# Available data
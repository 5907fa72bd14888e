// src/companion.rs

//! Companion file discovery for the player page.
//!
//! Given the media file a player page was requested for, looks at its sibling
//! files and picks out a danmaku comment track and any `.srt` subtitles by
//! file name. Discovery never fails: anything that goes wrong just leaves the
//! bundle emptier.

use log::debug;
use serde::{Serialize, Serializer};

use crate::{
    directory_browser::EntryMetadata,
    language::{LanguageInfo, LanguageResolver},
    root_fs::RootFs,
    url::{ResolvedUrl, ROOT_RELATIVE},
};

const DANMAKU_SUFFIXES: &[&str] = &[
    ".danmaku.xml",
    ".danmuku.xml",
    ".comment.xml",
    ".comments.xml",
    ".xml",
];
const DANMAKU_NAMES: &[&str] = &["danmaku.xml", "danmuku.xml", "comment.xml", "comments.xml"];
const SUBTITLE_SUFFIX: &str = ".srt";

const UNDETERMINED_TAG: &str = "und";
const UNDETERMINED_DISPLAY: &str = "CC";

/// Characters dropped from a subtitle language code.
const LANG_CODE_FILTER: &[char] = &[
    '?', '@', '|', ' ', '[', ']', '(', ')', '{', '}', '<', '>', '？', '｜', '【', '】', '（', '）',
    '「', '」', '『', '』',
];

#[derive(Debug, Clone, PartialEq, Eq, Serialize)]
pub struct SubtitleRef {
    /// BCP-47 tag, or `und` when the language is unknown.
    #[serde(rename = "lang")]
    pub language_tag: String,
    #[serde(rename = "lang_name")]
    pub display_name: String,
    #[serde(rename = "lang_info")]
    pub language_info: LanguageInfo,
    pub url: String,
}

#[derive(Debug, Clone, Default, PartialEq, Eq, Serialize)]
pub struct PlayerBundle {
    #[serde(rename = "danmaku", serialize_with = "empty_when_absent")]
    pub danmaku_url: Option<String>,
    pub subtitles: Vec<SubtitleRef>,
}

fn empty_when_absent<S: Serializer>(value: &Option<String>, serializer: S) -> Result<S::Ok, S::Error> {
    serializer.serialize_str(value.as_deref().unwrap_or_default())
}

/// Which rule matched a danmaku candidate. Lower tiers win.
#[derive(Debug, Clone, Copy, PartialEq, Eq, PartialOrd, Ord)]
enum DanmakuTier {
    FullName,
    BaseName,
    Literal,
}

/// Scans the directory containing `target` for companions.
///
/// # Arguments
/// * `root` - The served directory tree
/// * `target` - Resolved URL of the media file the player was opened for
/// * `languages` - Resolver used to label subtitle languages
///
/// # Returns
/// * `PlayerBundle` - The danmaku track and subtitles found; empty when the
///   target is the root or its directory cannot be read
pub fn discover(root: &RootFs, target: &ResolvedUrl, languages: &impl LanguageResolver) -> PlayerBundle {
    if !target.valid || target.relative_path == ROOT_RELATIVE {
        return PlayerBundle::default();
    }

    let dir_path = target
        .relative_path
        .rsplit_once('/')
        .map(|(dir, _)| dir)
        .unwrap_or(ROOT_RELATIVE);

    let entries = match root.read_dir(dir_path) {
        Ok(entries) => entries,
        Err(e) => {
            debug!("Unable to list <{}> for companions: {}", dir_path, e);
            return PlayerBundle::default();
        }
    };

    let bundle = match_companions(&target.canonical_url, &entries, languages);
    debug!("PlayerData for <{}>: {:?}", target.canonical_url, bundle);
    bundle
}

/// Picks companions for `canonical_url` out of its sibling `entries`, in the
/// order given. Within a danmaku tier the earliest entry wins.
pub fn match_companions(
    canonical_url: &str,
    entries: &[impl EntryMetadata],
    languages: &impl LanguageResolver,
) -> PlayerBundle {
    let mut bundle = PlayerBundle::default();
    let (url_dir, file_name) = canonical_url.rsplit_once('/').unwrap_or(("", canonical_url));
    if file_name.is_empty() {
        return bundle;
    }
    let base_name = strip_extension(file_name);

    let mut danmaku: Option<(DanmakuTier, String)> = None;
    for entry in entries.iter().filter(|e| !e.is_dir()) {
        let name = entry.name();
        if name == file_name {
            continue;
        }
        let entry_url = format!("{}/{}", url_dir, name);

        if let Some(tier) = danmaku_tier(name, file_name, base_name) {
            if danmaku.as_ref().map_or(true, |(best, _)| tier < *best) {
                danmaku = Some((tier, entry_url));
            }
            continue;
        }

        if !name.ends_with(SUBTITLE_SUFFIX) {
            continue;
        }
        let prefix = if name.starts_with(file_name) {
            file_name
        } else if name.starts_with(base_name) {
            base_name
        } else {
            continue;
        };
        bundle.subtitles.push(subtitle_ref(prefix, name, entry_url, languages));
    }

    bundle.danmaku_url = danmaku.map(|(_, url)| url);
    bundle
}

fn strip_extension(file_name: &str) -> &str {
    match file_name.rfind('.') {
        Some(dot) if dot > 0 => &file_name[..dot],
        _ => file_name,
    }
}

fn danmaku_tier(name: &str, file_name: &str, base_name: &str) -> Option<DanmakuTier> {
    let has_suffix = DANMAKU_SUFFIXES.iter().any(|suffix| name.ends_with(suffix));
    if has_suffix && name.starts_with(file_name) {
        Some(DanmakuTier::FullName)
    } else if has_suffix && name.starts_with(base_name) {
        Some(DanmakuTier::BaseName)
    } else if DANMAKU_NAMES.contains(&name) {
        Some(DanmakuTier::Literal)
    } else {
        None
    }
}

/// Pulls the language part out of a subtitle name, e.g. `en` from
/// `Show.S01E01.en.srt` with prefix `Show.S01E01`.
pub fn subtitle_language_code(prefix: &str, name: &str) -> String {
    let rest = name.strip_prefix(prefix).unwrap_or(name);
    let rest = rest.strip_suffix(SUBTITLE_SUFFIX).unwrap_or(rest);
    let rest = rest.trim_matches(|c| matches!(c, '.' | '-' | ' '));

    let code: String = rest
        .chars()
        .map(|c| if c == '.' || c == '_' { '-' } else { c })
        .filter(|c| !LANG_CODE_FILTER.contains(c))
        .collect();
    code.trim_matches(' ').to_string()
}

fn subtitle_ref(prefix: &str, name: &str, url: String, languages: &impl LanguageResolver) -> SubtitleRef {
    let code = subtitle_language_code(prefix, name);
    let resolved = if code.is_empty() {
        None
    } else {
        languages.resolve(&code)
    };

    match resolved {
        Some(info) => {
            let display = if info.has_valid_win_id() {
                info.win_id
            } else {
                info.iso639_3
            };
            SubtitleRef {
                language_tag: info.bcp47.to_string(),
                display_name: display.to_uppercase(),
                language_info: info,
                url,
            }
        }
        None => SubtitleRef {
            language_tag: UNDETERMINED_TAG.to_string(),
            display_name: UNDETERMINED_DISPLAY.to_string(),
            language_info: LanguageInfo::UNDETERMINED,
            url,
        },
    }
}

# Brief
Out of the records above, pull the lines that include the word "Option".

# Response
    pub danmaku_url: Option<String>,
fn empty_when_absent<S: Serializer>(value: &Option<String>, serializer: S) -> Result<S::Ok, S::Error> {
    let mut danmaku: Option<(DanmakuTier, String)> = None;
fn danmaku_tier(name: &str, file_name: &str, base_name: &str) -> Option<DanmakuTier> {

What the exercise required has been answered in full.